Friday, August 26, 2011

Dueling Governors is Federalism at Work

The dialog and comparisons between Governor O'Malley and Governor McDonnell published in the past few issues of the Examiner are very informative.

McDonnell, O'Malley spar over economy, spending

McDonnell, O'Malley differ on unions' rights

Each of the two state so may enact its own policies and the people can choose to vote with their feet if they prefer one set
of policies versus the other. We have two states in very comparable situations. Both sit adjacent to the nations capitol, both have a large presence of government jobs and related contracting fueling their respective economies, and of course both have very similar climates. The differences of the state lay rooted in policy. One has right-to-work legislation while the other imposes collective bargaining. One taxes at low rates, and the other taxes at high rates. One believes government spending serves as a major component to economic recovery, and the other believes that the private sector does that better than government. DC has it's own approaches to these issues, more similarly to our neighbor directly to the north. Let's
watch this ongoing comparison and judge them on results.

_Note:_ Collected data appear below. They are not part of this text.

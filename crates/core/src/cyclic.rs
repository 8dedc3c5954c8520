//! Cyclic once-per-second event source
//!
//! Plug-in cards raise a hardware interrupt; the handler grabs the
//! current time frame, acknowledges the chip and wakes everyone waiting
//! for a tick. USB devices can't interrupt the host, so a worker task
//! blocks on the cyclic IN endpoint and drives the same wake path.
//!
//! Readers that notice the tick stream has gone stale (no tick for
//! [`crate::timeout::CYCLIC_TIMEOUT_US`]) push the source through one
//! disable/enable cycle to recover.

use crate::device::{Device, IrqState};
use crate::error::DriverResult;
use crate::hal::{EndpointDesc, UsbIo};
use crate::timeout::{Timeout, CYCLIC_TIMEOUT_US};
use crate::transaction;
use crate::transport::usb;
use crate::types::cmd;
use alloc::boxed::Box;
use alloc::sync::Arc;
use core::sync::atomic::Ordering;

/// Enable the cyclic source.
///
/// `force == 0` is the lazy form used by `read`/`poll`: it only acts on
/// the first call. `force == 1` re-arms after a device was re-attached.
/// `force > 1` is the recovery form: the source is torn down and
/// brought up again (the kernel's IRQ bookkeeping must not see a second
/// registration, so a plain re-enable is not enough).
pub fn enable(dev: &Arc<Device>, force: u32) -> DriverResult<()> {
    if force == 0 && dev.irq_state().contains(IrqState::ENABLE_CALLED) {
        return Ok(());
    }

    if force > 1 {
        log::warn!(
            "cyclic: re-initializing cyclic events for {} {}",
            dev.name(),
            dev.sernum()
        );
    }

    if dev.irq_state().contains(IrqState::UNSAFE) {
        log::warn!(
            "cyclic: enabling IRQs for {} {} though unsafe",
            dev.name(),
            dev.sernum()
        );
    }

    dev.set_irq_state(IrqState::ENABLE_CALLED, IrqState::empty());

    // Restart the staleness clock so one timeout window passes before
    // anyone decides the source is dead again.
    dev.cyclic.lock().tick_stamp_us = dev.host().timestamp_us();

    if dev.is_usb() {
        enable_usb(dev, force)
    } else {
        enable_irq(dev, force)
    }
}

fn enable_irq(dev: &Arc<Device>, force: u32) -> DriverResult<()> {
    // Tear down first on re-enable; duplicate IRQ registration would
    // corrupt the host's handler list.
    if force > 0 && dev.irq_state().contains(IrqState::ENABLED) {
        disable(dev);
        dev.set_irq_state(IrqState::ENABLE_CALLED, IrqState::empty());
    }

    let irq_num = dev.io.lock().irq_num;
    dev.cfg.read().irq_regs.enable_irq();
    dev.set_irq_state(IrqState::ENABLED, IrqState::empty());

    log::info!(
        "cyclic: enabled IRQ {:?} for {} {} (open count {})",
        irq_num,
        dev.name(),
        dev.sernum(),
        dev.open_count()
    );
    Ok(())
}

fn enable_usb(dev: &Arc<Device>, force: u32) -> DriverResult<()> {
    let (pipes, ep) = {
        let io = dev.io.lock();
        match &io.usb {
            Some(u) => (u.io.clone(), u.ep_cyclic_in),
            None => return Err(crate::error::DriverError::NoDevice),
        }
    };

    if force > 1 {
        let _ = pipes.reset();
    }

    // One worker per device; a stale worker from before an unplug will
    // exit on its own when its pipe errors out.
    if dev
        .cyclic_worker_alive
        .compare_exchange(false, true, Ordering::SeqCst, Ordering::SeqCst)
        .is_ok()
    {
        dev.cyclic_worker_stop.store(false, Ordering::SeqCst);
        let worker_dev = dev.clone();
        let spawned = dev.host.spawn(
            "refclk-cyclic",
            Box::new(move || usb_cyclic_worker(worker_dev, pipes, ep)),
        );
        if let Err(e) = spawned {
            dev.cyclic_worker_alive.store(false, Ordering::SeqCst);
            log::warn!(
                "cyclic: failed to start cyclic reader for {} {}: {}",
                dev.name(),
                dev.sernum(),
                e
            );
            return Err(e);
        }
    }

    dev.set_irq_state(IrqState::ENABLED, IrqState::empty());
    transaction::write_cmd(dev, cmd::IRQ_1_SEC)?;
    log::info!(
        "cyclic: enabled cyclic USB messages for {} {}",
        dev.name(),
        dev.sernum()
    );
    Ok(())
}

/// Disable the cyclic source; a no-op when it is not running
pub fn disable(dev: &Arc<Device>) {
    if dev.irq_state().contains(IrqState::ENABLED) {
        if dev.is_usb() {
            if dev.connected() {
                let _ = transaction::write_cmd(dev, cmd::IRQ_NONE);
            }

            if dev.cyclic_worker_alive.load(Ordering::SeqCst) {
                dev.cyclic_worker_stop.store(true, Ordering::SeqCst);
                let t = Timeout::new(dev.host(), 2 * CYCLIC_TIMEOUT_US);
                if !t.wait_with_delay(
                    || !dev.cyclic_worker_alive.load(Ordering::SeqCst),
                    1_000,
                ) {
                    log::warn!(
                        "cyclic: reader for {} {} did not stop in time",
                        dev.name(),
                        dev.sernum()
                    );
                }
            }
        } else {
            dev.cfg.read().irq_regs.disable_irq();
            log::info!(
                "cyclic: disabled IRQ {:?} for {} {}",
                dev.io.lock().irq_num,
                dev.name(),
                dev.sernum()
            );
        }
    }

    dev.set_irq_state(
        IrqState::empty(),
        IrqState::ENABLED | IrqState::ENABLE_CALLED,
    );
}

/// Outcome of one interrupt delivery, mirrored to the host's IRQ return
/// value so shared lines keep working
#[derive(Debug, Clone, Copy, PartialEq, Eq)]
pub enum IrqResult {
    Handled,
    NotHandled,
}

/// The interrupt handler body for plug-in cards.
///
/// Wrappers register this with the host for the device's IRQ line
/// (shared for PCI, exclusive for ISA). The handler reads the current
/// time only when no foreground transaction is in flight; the
/// acknowledge is written either way.
pub fn irq_handler(dev: &Device) -> IrqResult {
    if !dev.irq_state().contains(IrqState::ENABLED) {
        return IrqResult::NotHandled;
    }

    let irq_regs = dev.cfg.read().irq_regs.clone();

    // On a shared line the chip tells us whether this device fired.
    if irq_regs.flag.is_some() && !irq_regs.irq_pending() {
        return IrqResult::NotHandled;
    }

    let mut cyc = dev.cyclic.lock();
    cyc.tick_stamp_us = dev.host.timestamp_us();

    // Skip the read when a foreground transaction holds the mutex; that
    // transaction will produce the time instead, and spinning here
    // would deadlock against the interrupted code.
    let time = match dev.io.try_lock() {
        Some(mut io) => transaction::read_time_from_irq(dev, &mut io).ok(),
        None => None,
    };

    irq_regs.ack_irq();

    if let Some(t) = time {
        cyc.last_time = t;
        drop(cyc);
        dev.data_avail.store(true, Ordering::SeqCst);
        dev.wake_waiters();
    }

    IrqResult::Handled
}

/// Worker task emulating the per-second interrupt for USB devices
fn usb_cyclic_worker(dev: Arc<Device>, pipes: Arc<dyn UsbIo>, ep: EndpointDesc) {
    log::debug!(
        "cyclic: reader for {} {} started",
        dev.name(),
        dev.sernum()
    );

    loop {
        if dev.cyclic_worker_stop.load(Ordering::SeqCst) {
            log::debug!(
                "cyclic: reader for {} {} received stop signal",
                dev.name(),
                dev.sernum()
            );
            break;
        }

        match usb::read_cyclic(&*pipes, ep) {
            Ok(t) => {
                // The rendezvous with readers happens inside
                // publish_tick, under the cyclic lock.
                dev.publish_tick(t);
            }
            Err(crate::error::DriverError::Timeout) => {
                // Normal when the device was told to stop sending, or
                // right after enabling; just retry.
                continue;
            }
            Err(e) => {
                log::warn!(
                    "cyclic: reader for {} {} terminated: {}",
                    dev.name(),
                    dev.sernum(),
                    e
                );
                dev.set_irq_state(IrqState::empty(), IrqState::ENABLED);
                break;
            }
        }
    }

    dev.cyclic_worker_alive.store(false, Ordering::SeqCst);
    log::debug!("cyclic: reader for {} {} exits", dev.name(), dev.sernum());
}

/// Staleness recovery used by blocking readers and pollers: if no tick
/// arrived within the cyclic timeout, push the source through one
/// disable/enable cycle.
pub fn check_staleness(dev: &Arc<Device>) {
    let now = dev.host().timestamp_us();
    let at_tick = dev.cyclic.lock().tick_stamp_us;
    let delta = now.saturating_sub(at_tick);

    if delta > CYCLIC_TIMEOUT_US {
        log::warn!(
            "cyclic: timeout on {} {}: {} us since last tick",
            dev.name(),
            dev.sernum(),
            delta
        );
        let _ = enable(dev, 2);
    }
}

#[cfg(test)]
mod tests {
    use super::*;
    use crate::mock;
    use crate::types::TimeStatus;

    #[test]
    fn test_enable_is_idempotent() {
        let fix = mock::asic_fixture(mock::model::ClockModel::gps180pex());
        enable(&fix.dev, 0).unwrap();
        assert_eq!(fix.card.irq_enable_writes(), 1);
        enable(&fix.dev, 0).unwrap();
        // The second lazy enable must not touch the chip again.
        assert_eq!(fix.card.irq_enable_writes(), 1);
        assert!(fix.dev.irq_state().contains(IrqState::ENABLED));
    }

    #[test]
    fn test_disable_twice_is_noop() {
        let fix = mock::asic_fixture(mock::model::ClockModel::gps180pex());
        enable(&fix.dev, 0).unwrap();
        disable(&fix.dev);
        assert!(!fix.dev.irq_state().contains(IrqState::ENABLED));
        let disables = fix.card.irq_disable_writes();
        disable(&fix.dev);
        assert_eq!(fix.card.irq_disable_writes(), disables);
    }

    #[test]
    fn test_irq_handler_publishes_tick() {
        let fix = mock::asic_fixture(mock::model::ClockModel::gps180pex());
        enable(&fix.dev, 0).unwrap();
        fix.card.raise_irq();
        assert_eq!(irq_handler(&fix.dev), IrqResult::Handled);
        assert!(fix.dev.data_available());
        let cyc = fix.dev.cyclic.lock();
        assert!(cyc.last_time.status.contains(TimeStatus::SYNCD));
        assert!(fix.card.irq_acked());
    }

    #[test]
    fn test_irq_handler_ignores_foreign_interrupt() {
        let fix = mock::asic_fixture(mock::model::ClockModel::gps180pex());
        enable(&fix.dev, 0).unwrap();
        // No pending flag raised: some other device on the shared line.
        assert_eq!(irq_handler(&fix.dev), IrqResult::NotHandled);
        assert!(!fix.dev.data_available());
    }

    #[test]
    fn test_irq_handler_skips_read_during_foreground_access() {
        let fix = mock::asic_fixture(mock::model::ClockModel::gps180pex());
        enable(&fix.dev, 0).unwrap();
        fix.card.raise_irq();
        let _io = fix.dev.io.try_lock().unwrap();
        assert_eq!(irq_handler(&fix.dev), IrqResult::Handled);
        // ACKed, but no data published.
        assert!(fix.card.irq_acked());
        assert!(!fix.dev.data_available());
    }
}
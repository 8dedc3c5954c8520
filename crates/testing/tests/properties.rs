//! Property tests for capability inference and the text frame encoder

use proptest::prelude::*;
use refclk_core::chardev::format_time_str;
use refclk_core::features::{check_feature, FeatureSet, FeatureType, PcpsFeatures};
use refclk_core::mock::{self, ClockModel};
use refclk_core::types::{Time, TimeStatus, TlvInfo, XFeatures};

/// A feature gated on a firmware revision is reported iff the probed
/// revision meets the threshold (PCI511 gains HR time at v1.03).
#[test]
fn firmware_gate_threshold_is_exact() {
    for (major, minor, expect) in [
        (1u8, 0u8, false),
        (1, 2, false),
        (1, 3, true),
        (1, 4, true),
        (2, 0, true),
    ] {
        let mut model = ClockModel::pci511();
        model.fw_id = format!("PCI511 v{}.{:02}", major, minor);
        let fix = mock::asic_fixture(model);
        let cfg = fix.dev.cfg.read();
        assert_eq!(
            cfg.features.contains(PcpsFeatures::HAS_HR_TIME),
            expect,
            "firmware v{}.{:02}",
            major,
            minor
        );
    }
}

/// The builtin feature mask reported to callers is always a subset of
/// the per-model default mask.
#[test]
fn real_builtin_features_subset_of_default() {
    for model in [
        ClockModel::gps180pex(),
        ClockModel::pci511(),
        ClockModel::pex511_old_firmware(),
    ] {
        let fix = mock::asic_fixture(model);
        let cfg = fix.dev.cfg.read();
        assert_eq!(
            cfg.real_builtin_features & cfg.default_builtin_features,
            cfg.real_builtin_features
        );
    }
}

proptest! {
    /// Every valid builtin query answered true implies membership in
    /// both masks.
    #[test]
    fn builtin_predicate_implies_masks(bit in 0u16..3) {
        let fix = mock::asic_fixture(ClockModel::gps180pex());
        let cfg = fix.dev.cfg.read();
        let xf = XFeatures::empty();
        let tlv = TlvInfo::empty();
        let set = FeatureSet {
            real_builtin: cfg.real_builtin_features,
            ref_class: refclk_core::device::RefClass::Gps,
            pcps: cfg.features,
            ri_features: 0,
            xfeatures: &xf,
            tlv_info: &tlv,
        };
        if check_feature(&set, FeatureType::Builtin, bit).unwrap() {
            prop_assert!(cfg.real_builtin_features.bits() & (1 << bit) != 0);
            prop_assert!(cfg.default_builtin_features.bits() & (1 << bit) != 0);
        }
    }

    /// The text frame is always exactly 32 visible bytes, STX/ETX
    /// framed, for any in-range time.
    #[test]
    fn time_frame_shape(
        sec in 0u8..61,
        min in 0u8..60,
        hour in 0u8..24,
        mday in 1u8..32,
        wday in 1u8..8,
        month in 1u8..13,
        year in 0u8..100,
        status_bits in any::<u8>(),
        offs_utc in -12i8..13,
    ) {
        let t = Time {
            sec100: 0,
            sec,
            min,
            hour,
            mday,
            wday,
            month,
            year,
            status: TimeStatus::from_bits_retain(status_bits),
            signal: 50,
            offs_utc,
        };
        let frame = format_time_str(&t, false);
        prop_assert_eq!(frame[0], 0x02);
        prop_assert_eq!(frame[31], 0x03);
        prop_assert_eq!(frame[32], 0);
        // Field separators stay put for any input.
        prop_assert_eq!(frame[11], b';');
        prop_assert_eq!(frame[15], b';');
        prop_assert_eq!(frame[26], b';');
    }

    /// An out-of-range feature number is always rejected, never
    /// silently false.
    #[test]
    fn feature_predicate_rejects_out_of_range(num in 32u16..512) {
        let xf = XFeatures::empty();
        let tlv = TlvInfo::empty();
        let set = FeatureSet {
            real_builtin: Default::default(),
            ref_class: refclk_core::device::RefClass::Dcf,
            pcps: PcpsFeatures::empty(),
            ri_features: 0,
            xfeatures: &xf,
            tlv_info: &tlv,
        };
        prop_assert!(check_feature(&set, FeatureType::Pcps, num).is_err());
        prop_assert!(check_feature(&set, FeatureType::Ri, num).is_err());
    }
}
// Register-level mocks of the AMCC-based PCI generations
//
// The S5933 serves responses byte-wise from a FIFO with an empty flag;
// the S5920 has its command mailbox in range 0 and a 32 bit data
// window in range 1. Both reuse the shared firmware model.

use super::model::ClockModel;
use crate::hal::RegIo;
use crate::transport::amcc::{s5920, s5933, STATUS_PORT};
use alloc::sync::Arc;
use alloc::vec::Vec;
use spin::Mutex;

struct FifoState {
    model: ClockModel,
    response: Vec<u8>,
    read_pos: usize,
}

/// Mock S5933 card: command via outgoing mailbox 1, response from the
/// byte-lane FIFO
pub struct MockS5933Card {
    state: Mutex<FifoState>,
}

impl MockS5933Card {
    pub fn new(model: ClockModel) -> Arc<Self> {
        Arc::new(Self {
            state: Mutex::new(FifoState {
                model,
                response: Vec::new(),
                read_pos: 0,
            }),
        })
    }
}

impl RegIo for MockS5933Card {
    fn read8(&self, offs: u32) -> u8 {
        if offs == STATUS_PORT {
            return 0; // never busy
        }
        if (s5933::FIFO..s5933::FIFO + 4).contains(&offs) {
            let mut state = self.state.lock();
            let b = state.response.get(state.read_pos).copied().unwrap_or(0);
            state.read_pos += 1;
            return b;
        }
        0
    }

    fn read16(&self, offs: u32) -> u16 {
        if offs == s5933::MCSR {
            let state = self.state.lock();
            if state.read_pos >= state.response.len() {
                return s5933::MCSR_FIFO_EMPTY.to_le();
            }
            return 0;
        }
        0
    }

    fn read32(&self, _offs: u32) -> u32 {
        0
    }

    fn write8(&self, offs: u32, val: u8) {
        if offs == s5933::OMB1 {
            let mut state = self.state.lock();
            state.response = state.model.exec(val);
            state.read_pos = 0;
        }
        // Mailbox/FIFO reset and INTCSR setup writes need no modeling.
    }

    fn write16(&self, _offs: u32, _val: u16) {}

    fn write32(&self, _offs: u32, _val: u32) {}
}

struct S5920Shared {
    model: ClockModel,
    response: Vec<u8>,
    read_pos: usize,
}

/// Mock S5920 card; [`MockS5920Card::data_port`] yields the second
/// port range serving the 32 bit data window
pub struct MockS5920Card {
    shared: Arc<Mutex<S5920Shared>>,
}

pub struct S5920DataPort {
    shared: Arc<Mutex<S5920Shared>>,
}

impl MockS5920Card {
    pub fn new(model: ClockModel) -> Arc<Self> {
        Arc::new(Self {
            shared: Arc::new(Mutex::new(S5920Shared {
                model,
                response: Vec::new(),
                read_pos: 0,
            })),
        })
    }

    pub fn data_port(&self) -> Arc<S5920DataPort> {
        Arc::new(S5920DataPort {
            shared: self.shared.clone(),
        })
    }
}

impl RegIo for MockS5920Card {
    fn read8(&self, offs: u32) -> u8 {
        if offs == STATUS_PORT {
            return 0; // never busy
        }
        0
    }

    fn read16(&self, _offs: u32) -> u16 {
        0
    }

    fn read32(&self, _offs: u32) -> u32 {
        0
    }

    fn write8(&self, offs: u32, val: u8) {
        if offs == s5920::OMB {
            let mut shared = self.shared.lock();
            shared.response = shared.model.exec(val);
            shared.read_pos = 0;
        }
    }

    fn write16(&self, _offs: u32, _val: u16) {}

    fn write32(&self, _offs: u32, _val: u32) {}
}

impl RegIo for S5920DataPort {
    fn read8(&self, _offs: u32) -> u8 {
        0
    }

    fn read16(&self, _offs: u32) -> u16 {
        0
    }

    fn read32(&self, _offs: u32) -> u32 {
        // Each read pops the next little-endian word of the response;
        // surplus lanes of the last word read as zero.
        let mut shared = self.shared.lock();
        let mut word = 0u32;
        for i in 0..4 {
            let b = shared.response.get(shared.read_pos + i).copied().unwrap_or(0);
            word |= (b as u32) << (8 * i);
        }
        shared.read_pos += 4;
        word.to_le()
    }

    fn write8(&self, _offs: u32, _val: u8) {}

    fn write16(&self, _offs: u32, _val: u16) {}

    fn write32(&self, _offs: u32, _val: u32) {}
}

As a DC resident who is trying to decide where I may want to live on a more permanent basis one day, I'm watching this debate very closely. Which of the three areas will offer me the best environment as a resident, taxpayer, and recipient of government services? I asked Mayor Gray at a town hall several months ago what he's doing to make DC more competitive to bring new business investment into DC, citing how low DC ranks in business friendliness. To paraphrase his answer, he claims DC doesn't have to worry about attracting new business because it already offers a competitive environment. Decide for yourself if that addresses the issue.

Given all the evidence of budgets, deficits, and unemployment figures, Virginia is cleaning the other two's clock. This is federalism at work, where we can observe which ideas work the best in our nation, and our federal government should recognize that for this reason amongst others state governments should drive most public policy, not the federal government. If each respective party believes their ideas truly are the better ideas, they should embrace this concept to far
greater degree.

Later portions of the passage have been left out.